Um mundo que não queira ser de agitados, se não de seres que conheçam verdadeiramente a ação e saibam dominá-la, deve ter em conto tudo isto, evitando perigosas unilateralidades. Por certo hoje mais que nunca se trata de apartar do modo que seja todas as forças evocadas a fim de atuar e de combater este mundo. Entretanto, se pode também pensar que se nos últimos tempos as coisas não estão ainda piores, isso não se deve tão só aos chefes visíveis dos povos, mas pelos menos em igual medida a ação invisível e silenciosa do poucos seres espalhados e ignotos, neste como em outros continentes, que manterão, todavia, de alguma maneira, as relações entre o mundo visível e o mundo superior.
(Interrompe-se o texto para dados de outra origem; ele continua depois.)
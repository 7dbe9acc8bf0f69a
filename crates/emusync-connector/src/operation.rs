//! Operation types: attributes, attribute sets, UIDs, and connector objects.

use crate::value::AttributeValue;

/// One named external attribute.
#[derive(Debug, Clone, PartialEq)]
pub struct Attribute {
    pub name: String,
    pub value: AttributeValue,
}

impl Attribute {
    /// Create a new attribute.
    pub fn new(name: impl Into<String>, value: impl Into<AttributeValue>) -> Self {
        Self {
            name: name.into(),
            value: value.into(),
        }
    }
}

/// An insertion-ordered set of attributes for create and patch operations.
///
/// Iteration order is the order attributes were added, which keeps apply
/// behavior deterministic when a schema rejects an unknown name.
#[derive(Debug, Clone, Default, PartialEq)]
pub struct AttributeSet {
    entries: Vec<Attribute>,
}

impl AttributeSet {
    /// Create a new empty attribute set.
    pub fn new() -> Self {
        Self::default()
    }

    /// Set an attribute value, replacing any existing value for the name.
    pub fn set(&mut self, name: impl Into<String>, value: impl Into<AttributeValue>) {
        let name = name.into();
        let value = value.into();
        match self.entries.iter_mut().find(|a| a.name == name) {
            Some(existing) => existing.value = value,
            None => self.entries.push(Attribute { name, value }),
        }
    }

    /// Set an attribute using builder pattern.
    pub fn with(mut self, name: impl Into<String>, value: impl Into<AttributeValue>) -> Self {
        self.set(name, value);
        self
    }

    /// Get an attribute value.
    pub fn get(&self, name: &str) -> Option<&AttributeValue> {
        self.entries.iter().find(|a| a.name == name).map(|a| &a.value)
    }

    /// Check if an attribute exists.
    pub fn has(&self, name: &str) -> bool {
        self.entries.iter().any(|a| a.name == name)
    }

    /// Iterate attributes in insertion order.
    pub fn iter(&self) -> impl Iterator<Item = &Attribute> {
        self.entries.iter()
    }

    /// Get all attribute names in insertion order.
    pub fn names(&self) -> impl Iterator<Item = &str> {
        self.entries.iter().map(|a| a.name.as_str())
    }

    /// Get the number of attributes.
    pub fn len(&self) -> usize {
        self.entries.len()
    }

    /// Check if the set is empty.
    pub fn is_empty(&self) -> bool {
        self.entries.is_empty()
    }
}

impl FromIterator<Attribute> for AttributeSet {
    fn from_iter<T: IntoIterator<Item = Attribute>>(iter: T) -> Self {
        let mut set = Self::new();
        for attr in iter {
            set.set(attr.name, attr.value);
        }
        set
    }
}

/// Unique identifier of an object in the target system, with an optional
/// human-readable name hint.
#[derive(Debug, Clone, PartialEq, Eq, Hash)]
pub struct Uid {
    value: String,
    name_hint: Option<String>,
}

impl Uid {
    /// Create a new UID.
    pub fn new(value: impl Into<String>) -> Self {
        Self {
            value: value.into(),
            name_hint: None,
        }
    }

    /// Create a new UID carrying the object's display name as a hint.
    pub fn with_hint(value: impl Into<String>, name_hint: impl Into<String>) -> Self {
        Self {
            value: value.into(),
            name_hint: Some(name_hint.into()),
        }
    }

    /// Get the identifier value.
    pub fn value(&self) -> &str {
        &self.value
    }

    /// Get the display-name hint, if one was captured.
    pub fn name_hint(&self) -> Option<&str> {
        self.name_hint.as_deref()
    }
}

impl std::fmt::Display for Uid {
    fn fmt(&self, f: &mut std::fmt::Formatter<'_>) -> std::fmt::Result {
        f.write_str(&self.value)
    }
}

/// A materialized attribute on a connector object.
///
/// `complete` is false when the attribute is known to exist but its value
/// was not fetched (partial projection); the empty value then means "not
/// fetched", not "resource has no value".
#[derive(Debug, Clone, PartialEq)]
pub struct ObjectAttribute {
    pub name: String,
    pub values: Vec<AttributeValue>,
    pub complete: bool,
}

impl ObjectAttribute {
    /// A fully-fetched attribute.
    pub fn complete(name: impl Into<String>, values: Vec<AttributeValue>) -> Self {
        Self {
            name: name.into(),
            values,
            complete: true,
        }
    }

    /// A present-but-unfetched attribute with an empty value.
    pub fn incomplete(name: impl Into<String>) -> Self {
        Self {
            name: name.into(),
            values: Vec::new(),
            complete: false,
        }
    }
}

/// The external representation of one target-system object.
#[derive(Debug, Clone, PartialEq)]
pub struct ConnectorObject {
    pub object_class: String,
    pub uid: Uid,
    pub name: String,
    pub attributes: Vec<ObjectAttribute>,
}

impl ConnectorObject {
    /// Look up a materialized attribute by name.
    pub fn attribute(&self, name: &str) -> Option<&ObjectAttribute> {
        self.attributes.iter().find(|a| a.name == name)
    }

    /// Look up the first value of an attribute.
    pub fn value(&self, name: &str) -> Option<&AttributeValue> {
        self.attribute(name).and_then(|a| a.values.first())
    }
}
Mas ainda é possível que para o olho “da outra margem” seja justamente estes que aparecem como os únicos pontos luminosos e firmes em um mundo de névoa e agitação, como pequenas fogueiras acendidas na noite por parte daqueles que “velam” e que ainda se mantém de pé.
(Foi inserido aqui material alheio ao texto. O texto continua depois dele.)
/// Iterate a cursor, flattening pages into a per-item callback.
///
/// The callback returns whether to continue; iteration also stops once
/// `item_budget` items have been delivered (zero means unbounded). The
/// returned total is the first page's total even when iteration stops
/// early.
pub async fn drain<P, F>(
    cursor: &mut PageCursor<P>,
    item_budget: u32,
    mut on_item: F,
) -> ConnectorResult<u32>
where
    P: Page,
    F: FnMut(P::Item) -> bool,
{
    let mut delivered: u32 = 0;
    'pages: while (item_budget == 0 || delivered < item_budget) && cursor.has_next().await? {
        for item in cursor.next_page().await? {
            if item_budget > 0 && delivered >= item_budget {
                break 'pages;
            }
            delivered += 1;
            if !on_item(item) {
                break 'pages;
            }
        }
    }
    Ok(cursor.first_total().unwrap_or(0))
}

#[cfg(test)]
mod tests {
    use super::*;
    use async_trait::async_trait;
    use serde::Deserialize;
    use std::sync::Mutex;

    #[derive(Debug, Deserialize)]
    struct TestPage {
        total: u32,
        start: u32,
        per_page: u32,
        items: Vec<u32>,
    }

    impl Page for TestPage {
        type Item = u32;

        fn total(&self) -> u32 {
            self.total
        }

        fn into_items(self) -> Vec<u32> {
            self.items
        }
    }

    impl OffsetPage for TestPage {
        fn start_index(&self) -> u32 {
            self.start
        }

        fn items_per_page(&self) -> u32 {
            self.per_page
        }
    }

    struct ScriptedTransport {
        responses: Mutex<Vec<RestResponse>>,
        requests: Mutex<Vec<RestRequest>>,
    }

    impl ScriptedTransport {
        fn new(responses: Vec<RestResponse>) -> Arc<Self> {
            Arc::new(Self {
                responses: Mutex::new(responses),
                requests: Mutex::new(Vec::new()),
            })
        }

        fn recorded(&self) -> Vec<RestRequest> {
            self.requests.lock().unwrap().clone()
        }
    }

    #[async_trait]
    impl Transport for ScriptedTransport {
        async fn send(&self, request: &RestRequest) -> ConnectorResult<RestResponse> {
            self.requests.lock().unwrap().push(request.clone());
            let mut responses = self.responses.lock().unwrap();
            if responses.is_empty() {
                return Err(ConnectorError::io("no scripted response left"));
            }
            Ok(responses.remove(0))
        }
    }

    fn page_json(total: u32, start: u32, per_page: u32, items: &[u32]) -> Vec<u8> {
        serde_json::to_vec(&serde_json::json!({
            "total": total,
            "start": start,
            "per_page": per_page,
            "items": items,
        }))
        .unwrap()
    }

    fn ok(body: Vec<u8>) -> RestResponse {
        RestResponse::new(200, Vec::new(), body)
    }

    fn ok_with_link(body: Vec<u8>, link: &str) -> RestResponse {
        RestResponse::new(200, vec![("Link".into(), link.into())], body)
    }

    fn base_request() -> RestRequest {
        RestRequest::get(Url::parse("https://api.example.com/items").unwrap())
    }

    #[test]
    fn test_offset_zero_adds_no_start_index() {
        let transport = ScriptedTransport::new(Vec::new());
        let cursor: PageCursor<TestPage> =
            PageCursor::offset(transport, base_request(), 10, 0).unwrap();
        let CursorState::Idle { next } = &cursor.state else {
            panic!("expected Idle");
        };
        assert_eq!(next.query_value("count"), Some("10"));
        assert_eq!(next.query_value("startIndex"), None);
    }

    #[test]
    fn test_offset_greater_than_zero_adds_start_index() {
        let transport = ScriptedTransport::new(Vec::new());
        let cursor: PageCursor<TestPage> =
            PageCursor::offset(transport, base_request(), 10, 5).unwrap();
        let CursorState::Idle { next } = &cursor.state else {
            panic!("expected Idle");
        };
        assert_eq!(next.query_value("count"), Some("10"));
        assert_eq!(next.query_value("startIndex"), Some("5"));
    }

    #[test]
    fn test_non_get_request_is_rejected() {
        let transport = ScriptedTransport::new(Vec::new());
        let request = RestRequest::new(Method::Post, Url::parse("https://x.example/items").unwrap());
        let result: ConnectorResult<PageCursor<TestPage>> =
            PageCursor::offset(transport, request, 10, 0);
        assert!(matches!(
            result.unwrap_err(),
            ConnectorError::CursorMisuse { .. }
        ));
    }

    #[tokio::test]
    async fn test_offset_cursor_walks_server_reported_linkage() {
        let transport = ScriptedTransport::new(vec![
            ok(page_json(5, 0, 2, &[1, 2])),
            ok(page_json(5, 2, 2, &[3, 4])),
            ok(page_json(5, 4, 2, &[5])),
        ]);
        let mut cursor: PageCursor<TestPage> =
            PageCursor::offset(transport.clone(), base_request(), 2, 0).unwrap();

        let mut items = Vec::new();
        while cursor.has_next().await.unwrap() {
            items.extend(cursor.next_page().await.unwrap());
        }
        assert_eq!(items, vec![1, 2, 3, 4, 5]);

        // Requests advanced startIndex exactly as the server reported.
        let recorded = transport.recorded();
        assert_eq!(recorded.len(), 3);
        assert_eq!(recorded[0].query_value("startIndex"), None);
        assert_eq!(recorded[1].query_value("startIndex"), Some("2"));
        assert_eq!(recorded[2].query_value("startIndex"), Some("4"));
    }

    #[tokio::test]
    async fn test_has_next_buffers_without_refetching() {
        let transport = ScriptedTransport::new(vec![ok(page_json(1, 1, 1, &[7]))]);
        let mut cursor: PageCursor<TestPage> =
            PageCursor::offset(transport.clone(), base_request(), 0, 0).unwrap();

        assert!(cursor.has_next().await.unwrap());
        assert!(cursor.has_next().await.unwrap());
        assert_eq!(transport.recorded().len(), 1);

        assert_eq!(cursor.next_page().await.unwrap(), vec![7]);
        assert!(!cursor.has_next().await.unwrap());
    }

    #[tokio::test]
    async fn test_final_response_before_exhaustion_is_a_usage_error() {
        let transport = ScriptedTransport::new(vec![
            ok(page_json(4, 1, 2, &[1, 2])),
            ok(page_json(4, 3, 2, &[3, 4])),
        ]);
        let mut cursor: PageCursor<TestPage> =
            PageCursor::offset(transport, base_request(), 2, 0).unwrap();

        assert!(cursor.has_next().await.unwrap());
        assert!(matches!(
            cursor.final_response().unwrap_err(),
            ConnectorError::CursorMisuse { .. }
        ));

        cursor.next_page().await.unwrap();
        cursor.next_page().await.unwrap();
        assert!(!cursor.has_next().await.unwrap());
        assert_eq!(cursor.final_response().unwrap().status(), 200);
    }

    #[tokio::test]
    async fn test_next_after_exhaustion_is_a_usage_error() {
        let transport = ScriptedTransport::new(vec![ok(page_json(1, 1, 1, &[9]))]);
        let mut cursor: PageCursor<TestPage> =
            PageCursor::offset(transport, base_request(), 0, 0).unwrap();

        assert_eq!(cursor.next_page().await.unwrap(), vec![9]);
        let err = cursor.next_page().await.unwrap_err();
        assert!(matches!(err, ConnectorError::CursorMisuse { .. }));
    }

    #[tokio::test]
    async fn test_fetch_failure_is_terminal() {
        let transport = ScriptedTransport::new(vec![RestResponse::new(
            503,
            Vec::new(),
            b"down".to_vec(),
        )]);
        let mut cursor: PageCursor<TestPage> =
            PageCursor::offset(transport, base_request(), 0, 0).unwrap();

        assert!(cursor.has_next().await.is_err());
        // Terminal: subsequent calls keep failing as usage errors.
        assert!(matches!(
            cursor.has_next().await.unwrap_err(),
            ConnectorError::CursorMisuse { .. }
        ));
    }

    #[tokio::test]
    async fn test_link_cursor_follows_rel_next() {
        let transport = ScriptedTransport::new(vec![
            ok_with_link(
                page_json(3, 0, 0, &[1, 2]),
                "<https://api.example.com/items?page=2>; rel=\"next\", <https://api.example.com/items?page=9>; rel=\"last\"",
            ),
            ok(page_json(3, 0, 0, &[3])),
        ]);
        let mut cursor: PageCursor<TestPage> =
            PageCursor::linked(transport.clone(), base_request(), 0, 0).unwrap();

        let mut items = Vec::new();
        while cursor.has_next().await.unwrap() {
            items.extend(cursor.next_page().await.unwrap());
        }
        assert_eq!(items, vec![1, 2, 3]);

        let recorded = transport.recorded();
        assert_eq!(recorded[1].url().query(), Some("page=2"));
    }

    #[tokio::test]
    async fn test_link_header_without_next_ends_iteration() {
        let transport = ScriptedTransport::new(vec![ok_with_link(
            page_json(2, 0, 0, &[1, 2]),
            "<https://api.example.com/items?page=1>; rel=\"last\"",
        )]);
        let mut cursor: PageCursor<TestPage> =
            PageCursor::linked(transport, base_request(), 0, 0).unwrap();

        assert_eq!(cursor.next_page().await.unwrap(), vec![1, 2]);
        assert!(!cursor.has_next().await.unwrap());
    }

    #[tokio::test]
    async fn test_malformed_next_url_is_a_fatal_configuration_error() {
        let transport = ScriptedTransport::new(vec![ok_with_link(
            page_json(2, 0, 0, &[1]),
            "<not a url>; rel=\"next\"",
        )]);
        let mut cursor: PageCursor<TestPage> =
            PageCursor::linked(transport, base_request(), 0, 0).unwrap();

        let err = cursor.has_next().await.unwrap_err();
        assert!(matches!(err, ConnectorError::InvalidPageUrl { .. }));
    }

    #[tokio::test]
    async fn test_drain_delivers_every_item_and_first_page_total() {
        let transport = ScriptedTransport::new(vec![
            ok(page_json(5, 1, 3, &[1, 2, 3])),
            ok(page_json(5, 4, 3, &[4, 5])),
        ]);
        let mut cursor: PageCursor<TestPage> =
            PageCursor::offset(transport, base_request(), 3, 0).unwrap();

        let mut seen = Vec::new();
        let total = drain(&mut cursor, 0, |item| {
            seen.push(item);
            true
        })
        .await
        .unwrap();

        assert_eq!(seen, vec![1, 2, 3, 4, 5]);
        assert_eq!(total, 5);
    }

    #[tokio::test]
    async fn test_drain_stops_when_the_callback_says_so() {
        let transport = ScriptedTransport::new(vec![
            ok(page_json(50, 1, 3, &[1, 2, 3])),
            ok(page_json(50, 4, 3, &[4, 5, 6])),
        ]);
        let mut cursor: PageCursor<TestPage> =
            PageCursor::offset(transport.clone(), base_request(), 3, 0).unwrap();

        let mut seen = Vec::new();
        let total = drain(&mut cursor, 0, |item| {
            seen.push(item);
            item < 2
        })
        .await
        .unwrap();

        // Delivered exactly k items, reported the first page's total, and
        // never fetched the second page.
        assert_eq!(seen, vec![1, 2]);
        assert_eq!(total, 50);
        assert_eq!(transport.recorded().len(), 1);
    }

    #[tokio::test]
    async fn test_drain_honors_the_item_budget() {
        let transport = ScriptedTransport::new(vec![
            ok(page_json(9, 1, 2, &[1, 2])),
            ok(page_json(9, 3, 2, &[3, 4])),
        ]);
        let mut cursor: PageCursor<TestPage> =
            PageCursor::offset(transport, base_request(), 2, 1).unwrap();

        let mut seen = Vec::new();
        let total = drain(&mut cursor, 2, |item| {
            seen.push(item);
            true
        })
        .await
        .unwrap();

        assert_eq!(seen, vec![1, 2]);
        assert_eq!(total, 9);
    }

    #[test]
    fn test_find_rel_next_parses_comma_separated_relations() {
        let header = "<https://a.example/?page=2>; rel=\"next\", <https://a.example/?page=7>; rel=\"last\"";
        assert_eq!(find_rel_next(header), Some("https://a.example/?page=2"));

        assert_eq!(find_rel_next("<https://a.example/?page=7>; rel=\"last\""), None);
        assert_eq!(find_rel_next(""), None);
    }
}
Aqui por suposto que não pretendemos referirmos a ascetas de uma determinada fé ou tradição e não tratamos do problema relativo a medida, no qual as forma sobreviventes de ascese realizam verdadeiramente a mencionada função. Porém, a Europa apresenta hoje traços de similitude com aquele período de convulsão no qual, como reação, surgiu às primeiras Ordens monásticas ocidentais. E muitos espíritos, incapazes de encontrar os mais altos e originários pontos de referência, se dirigem hoje até o catolicismo. Não é nossa função entrar em tais problemas; entretanto um ponto nos parece claro: não é sendo indulgente até atitudes militantes que às vezes confluem inclusive no plano das motivações políticas e sociais, não é insistindo em veleidades proselitistas e apologéticas, não é buscando compromissos com o pensamento “moderno” e inclusive com as ciências profanas de hoje em dia, e sim se desapegando decididamente, insistindo tão só no ponto de vista da ascese, da pura contemplação e da transcendência, que a Igreja poderá quem sabe, dentro de determinados limites, voltar a converter-se verdadeiramente em uma força e assegurar-se assim uma inviolável autoridade. Se, justamente em tempos como os modernos em que o mundo da ação atingiu um paroxismo sem comparação alguma na história, quase por contraposição, deixando tudo mais, subordinando qualquer ambição semi-temporal, se deveria dar um relevo mais decidido ao pólo da pura transcendência e da ascese,e que uma força encontre na outra seu equilíbrio, e que nas horas mais angustiantes e nas provas mais duras a cada um seja dado a possibilidade de transfigurar todo sacrifício e todo luta e de achar inclusive na morte a via até uma vida superior.

Hain, Fevereiro de 1943.
La Stampa, Fevereiro de 1943.
Julius Evola.

Notas do tradutor:

1- A Igreja Católica, principalmente após o Concílio Vaticano II, se afasta cada vez mais de seus aspectos sacramentais e ascéticos para se imiscuir em questões meramente mundanas.

2- Escritor e político católico de linha tradicionalista de Espanha. Crítico feroz da modernidade.